Kamala Harris and the Glass Ceiling

Updated: Nov 11, 2020

Just twelve years ago, Hillary Clinton stated "Although we weren't able to shatter that highest, hardest glass ceiling this time, thanks to you, it's got about 18 million cracks in it." Now, thanks to Clinton and many women before her, women continue to break glass ceilings. 

Following a controversial election, Kamala Harris has been elected as the first woman and woman of color Vice President of the United States. A record-breaking 131 women will serve in the 117th Congress according to the Center of Women and Politics (CAWP) and Sarah McBride will be the first transgender woman to serve in the Senate.

Although women have not been able to reach the final glass ceiling of the Presidency, many rejoice in the million “cracks” that have emerged as a result of this election. The journey to achieve this has been long and arduous.

Only a century ago did women received the right to vote, marking the beginning of a struggle for women to have their voices heard.

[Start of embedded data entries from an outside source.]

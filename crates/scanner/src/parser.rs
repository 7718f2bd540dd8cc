use regex::Regex;
use std::path::Path;
use std::sync::LazyLock;

use scrapefin_core::{ResolutionQuery, SeasonId, SeriesId};

use crate::patterns::{Extraction, OrdinalPatterns};

/// Series folder: display title plus catalog id when tagged.
#[derive(Debug, Clone, PartialEq, Eq)]
pub struct SeriesHint {
    pub title: String,
    pub catalog_id: Option<String>,
}

/// Season folder: `Season 9`, or `Season 9 - 2` for the second catalog
/// season that shares number 9.
#[derive(Debug, Clone, Copy, PartialEq, Eq)]
pub struct SeasonHint {
    pub number: u32,
    pub duplicate: Option<u32>,
}

/// Episode file.
#[derive(Debug, Clone, PartialEq, Eq)]
pub struct EpisodeHint {
    /// File stem, handed to the resolver as the candidate name.
    pub name: String,
    pub season: Option<u32>,
    /// Plain integer episode number. `None` for sub-numbered files like
    /// `E12.5` or `E12B`.
    pub ordinal: Option<u32>,
}

/// Everything a library path says about one episode file.
#[derive(Debug, Clone, PartialEq, Eq)]
pub struct LibraryEntry {
    pub series: SeriesHint,
    pub season: Option<SeasonHint>,
    pub episode: EpisodeHint,
}

impl LibraryEntry {
    pub fn series_id(&self) -> Option<SeriesId> {
        self.series.catalog_id.as_deref().map(SeriesId::new)
    }

    /// Season number from the folder, else from the file's `SxxEyy` token.
    pub fn season_number(&self) -> Option<u32> {
        self.season.map(|s| s.number).or(self.episode.season)
    }

    pub fn season_query(&self, series: SeriesId, language: &str) -> ResolutionQuery<SeriesId> {
        let name = match self.season {
            Some(hint) => format!("Season {}", hint.number),
            None => String::new(),
        };
        ResolutionQuery::new(series, name, language)
            .with_ordinal(self.season_number())
            .with_duplicate(self.season.and_then(|s| s.duplicate))
    }

    pub fn episode_query(&self, season: SeasonId, language: &str) -> ResolutionQuery<SeasonId> {
        ResolutionQuery::new(season, self.episode.name.clone(), language)
            .with_ordinal(self.episode.ordinal)
    }
}

// Patterns to ignore
static IGNORE_NAMES: &[&str] = &[
    ".DS_Store",
    "Thumbs.db",
    "@eaDir",
    ".nfo",
    ".txt",
    ".jpg",
    ".jpeg",
    ".png",
    ".srt",
    ".sub",
    ".idx",
    ".ass",
    ".ssa",
];

static VIDEO_EXTENSIONS: &[&str] = &[
    "mkv", "mp4", "avi", "m4v", "mov", "wmv", "flv", "webm", "ts", "m2ts", "mts", "mpg", "mpeg",
    "mpe", "mpv", "3gp", "3g2", "ogv", "vob", "mxf", "f4v", "asf",
];

// Catalog tag in folder name: [crunchyroll=GRMG8ZQZR], [cr=G6NQ5DWZ6]
static RE_PROVIDER_ID: LazyLock<Regex> =
    LazyLock::new(|| Regex::new(r"\[(\w+)=([^\]]+)\]").unwrap());

static RE_PROVIDER_TAG: LazyLock<Regex> = LazyLock::new(|| Regex::new(r"\s*\[.*?\]\s*").unwrap());

// "Season 9", "Season 09 - 2"
static RE_SEASON_FOLDER: LazyLock<Regex> =
    LazyLock::new(|| Regex::new(r"(?i)^\s*Season\s+(\d{1,4})(?:\s*-\s*(\d{1,3}))?\s*$").unwrap());

// Season half of S9E700; the episode half belongs to the ordinal patterns.
static RE_SEASON_TOKEN: LazyLock<Regex> =
    LazyLock::new(|| Regex::new(r"(?i)\bS(\d{1,4})\s*E-?\d").unwrap());

static EPISODE_PATTERNS: LazyLock<OrdinalPatterns> = LazyLock::new(OrdinalPatterns::default);

static CATALOG_TAGS: &[&str] = &["crunchyroll", "cr"];

/// Check if a filename should be ignored.
pub fn should_ignore(filename: &str) -> bool {
    let lower = filename.to_lowercase();
    IGNORE_NAMES
        .iter()
        .any(|pat| lower == pat.to_lowercase() || lower.ends_with(pat))
}

/// Check if a file has a video extension.
pub fn is_video_file(filename: &str) -> bool {
    match filename.rsplit_once('.') {
        Some((_, ext)) => VIDEO_EXTENSIONS.contains(&ext.to_lowercase().as_str()),
        None => false,
    }
}

/// Extract provider IDs from a folder/file name like `[cr=GRMG8ZQZR]`.
pub fn extract_provider_ids(name: &str) -> Vec<(String, String)> {
    RE_PROVIDER_ID
        .captures_iter(name)
        .map(|c| (c[1].to_lowercase(), c[2].trim().to_string()))
        .collect()
}

pub fn parse_series_folder(name: &str) -> SeriesHint {
    let catalog_id = extract_provider_ids(name)
        .into_iter()
        .find(|(tag, _)| CATALOG_TAGS.contains(&tag.as_str()))
        .map(|(_, id)| id);
    let title = RE_PROVIDER_TAG.replace_all(name, " ").trim().to_string();

    SeriesHint {
        title: if title.is_empty() { name.to_string() } else { title },
        catalog_id,
    }
}

pub fn parse_season_folder(name: &str) -> Option<SeasonHint> {
    let caps = RE_SEASON_FOLDER.captures(name)?;
    let number = caps[1].parse().ok()?;
    let duplicate = caps.get(2).and_then(|m| m.as_str().parse().ok());
    Some(SeasonHint { number, duplicate })
}

pub fn parse_episode_file(filename: &str) -> EpisodeHint {
    let stem = match filename.rsplit_once('.') {
        Some((stem, ext)) if is_video_file(filename) && !ext.is_empty() => stem,
        _ => filename,
    };

    let season = RE_SEASON_TOKEN
        .captures(stem)
        .and_then(|caps| caps[1].parse().ok());
    let ordinal = match EPISODE_PATTERNS.evaluate(stem) {
        Extraction::Ordinal(n) => Some(n),
        Extraction::SubNumbered | Extraction::Nothing => None,
    };

    EpisodeHint {
        name: stem.to_string(),
        season,
        ordinal,
    }
}

/// Parse a path relative to the library root.
/// Supports `Series [cr=ID]/Season 9 - 2/S9E700.mkv` and `Series [cr=ID]/S9E700.mkv`.
pub fn parse_library_path(rel: &Path) -> Option<LibraryEntry> {
    let components: Vec<String> = rel
        .components()
        .map(|c| c.as_os_str().to_string_lossy().to_string())
        .collect();

    let (file, dirs) = components.split_last()?;
    let series_dir = dirs.first()?;
    let season = dirs.get(1).and_then(|d| parse_season_folder(d));

    Some(LibraryEntry {
        series: parse_series_folder(series_dir),
        season,
        episode: parse_episode_file(file),
    })
}

// ─── Tests ───────────────────────────────────────────────────────────────────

Nearly a century later, women only make up 30% of the U.S. House of Representatives. Nearly two-thirds of the women elected to the House in history have been elected after 1992 (Pew Research Center). 

Being elected is only half of the struggle. The Journal of Communication reports that women politicians are about 3.6 percentage points less visible in the media than male politicians and that coverage of women is disproportionately focused on their appearance, family, and gender.

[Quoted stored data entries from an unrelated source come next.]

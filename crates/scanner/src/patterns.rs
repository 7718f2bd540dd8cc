//! Ordinal extraction from local episode names.
//!
//! Each heuristic is a named matcher behind [`OrdinalPattern`]. File parsing
//! and resolution both talk to an [`OrdinalPatterns`] set, so new heuristics
//! slot in without touching either control flow.

use regex::Regex;
use std::sync::LazyLock;

/// What one pattern made of a name.
#[derive(Debug, Clone, Copy, PartialEq, Eq)]
pub enum Extraction {
    Ordinal(u32),
    /// The name encodes sub-numbering ("E12.5", "E12B"); any positional
    /// ordinal must be ignored and the name matched instead.
    SubNumbered,
    Nothing,
}

pub trait OrdinalPattern: Send + Sync {
    fn name(&self) -> &'static str;

    fn try_extract(&self, candidate: &str) -> Extraction;
}

// E12.5, E-12.5. The fractional part is capped at two digits so "E02.1080p"
// is not taken for a half episode.
static RE_DECIMAL_EPISODE: LazyLock<Regex> =
    LazyLock::new(|| Regex::new(r"[Ee]-?\d+\.\d{1,2}\b").unwrap());

// E12B, E-12a
static RE_LETTER_EPISODE: LazyLock<Regex> =
    LazyLock::new(|| Regex::new(r"[Ee]-?\d+[A-Za-z]\b").unwrap());

// S09E700, s1e07
static RE_SEASON_EPISODE: LazyLock<Regex> =
    LazyLock::new(|| Regex::new(r"(?i)\bS\d{1,4}\s*E-?(\d{1,5})").unwrap());

// E-007, E700
static RE_EPISODE_TOKEN: LazyLock<Regex> =
    LazyLock::new(|| Regex::new(r"(?i)(?:^|[^a-z])E-?(\d{1,5})").unwrap());

/// Decimal episode numbers mark specials slotted between regular episodes.
pub struct DecimalEpisode;

impl OrdinalPattern for DecimalEpisode {
    fn name(&self) -> &'static str {
        "decimal_episode"
    }

    fn try_extract(&self, candidate: &str) -> Extraction {
        if RE_DECIMAL_EPISODE.is_match(candidate) {
            Extraction::SubNumbered
        } else {
            Extraction::Nothing
        }
    }
}

/// A number immediately followed by a letter ("E12B") is a split episode.
pub struct LetterSuffixEpisode;

impl OrdinalPattern for LetterSuffixEpisode {
    fn name(&self) -> &'static str {
        "letter_suffix_episode"
    }

    fn try_extract(&self, candidate: &str) -> Extraction {
        if RE_LETTER_EPISODE.is_match(candidate) {
            Extraction::SubNumbered
        } else {
            Extraction::Nothing
        }
    }
}

pub struct SeasonEpisodeToken;

impl OrdinalPattern for SeasonEpisodeToken {
    fn name(&self) -> &'static str {
        "season_episode_token"
    }

    fn try_extract(&self, candidate: &str) -> Extraction {
        capture_ordinal(&RE_SEASON_EPISODE, candidate)
    }
}

/// `E-<token>` or `E<token>`, leading zeros stripped.
pub struct EpisodeToken;

impl OrdinalPattern for EpisodeToken {
    fn name(&self) -> &'static str {
        "episode_token"
    }

    fn try_extract(&self, candidate: &str) -> Extraction {
        capture_ordinal(&RE_EPISODE_TOKEN, candidate)
    }
}

fn capture_ordinal(re: &Regex, candidate: &str) -> Extraction {
    re.captures(candidate)
        .and_then(|caps| caps.get(1))
        .and_then(|m| m.as_str().parse::<u32>().ok())
        .map(Extraction::Ordinal)
        .unwrap_or(Extraction::Nothing)
}

/// Ordered set of patterns. The first one that says anything wins, so the
/// sub-numbering vetoes go first.
pub struct OrdinalPatterns {
    patterns: Vec<Box<dyn OrdinalPattern>>,
}

impl OrdinalPatterns {
    pub fn empty() -> Self {
        Self {
            patterns: Vec::new(),
        }
    }

    pub fn with(mut self, pattern: impl OrdinalPattern + 'static) -> Self {
        self.patterns.push(Box::new(pattern));
        self
    }

    pub fn names(&self) -> Vec<&'static str> {
        self.patterns.iter().map(|p| p.name()).collect()
    }

    pub fn evaluate(&self, candidate: &str) -> Extraction {
        self.patterns
            .iter()
            .map(|p| p.try_extract(candidate))
            .find(|e| *e != Extraction::Nothing)
            .unwrap_or(Extraction::Nothing)
    }
}

impl Default for OrdinalPatterns {
    fn default() -> Self {
        Self::empty()
            .with(DecimalEpisode)
            .with(LetterSuffixEpisode)
            .with(SeasonEpisodeToken)
            .with(EpisodeToken)
    }
}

In July, U.S. Congresswoman Alexandria Ocasio-Cortez was accosted by Florida Representative Ted Yoho, a testament to the attitudes which many men in U.S. politics still hold toward women. President Trump himself has called Senator Harris a “monster” and refused to pronounce her name correctly. 

The reality remains that female politicians are fighting to break a glass ceiling that has been built to keep them out and maintain a system of government in which men were valued as the sole decision-makers. 

Unfortunately, the partisan divide regarding the representation of women in politics further underscores the work that has yet to be done: according to the Pew Research Center, Democrats and Democratic-leaning independents are more than twice as likely as Republicans and Republican-leaning independents to say that there are too few women in high political offices.

It is obvious now, more than ever, that the “glass ceiling” is stubborn: the recent strides and “firsts” for women’s representation in politics are mere cracks in the long journey towards full representation. After all, the glass ceiling is impossible to break with just a single woman; it requires a vast coalition of feminists who fundamentally change the way women in politics are perceived.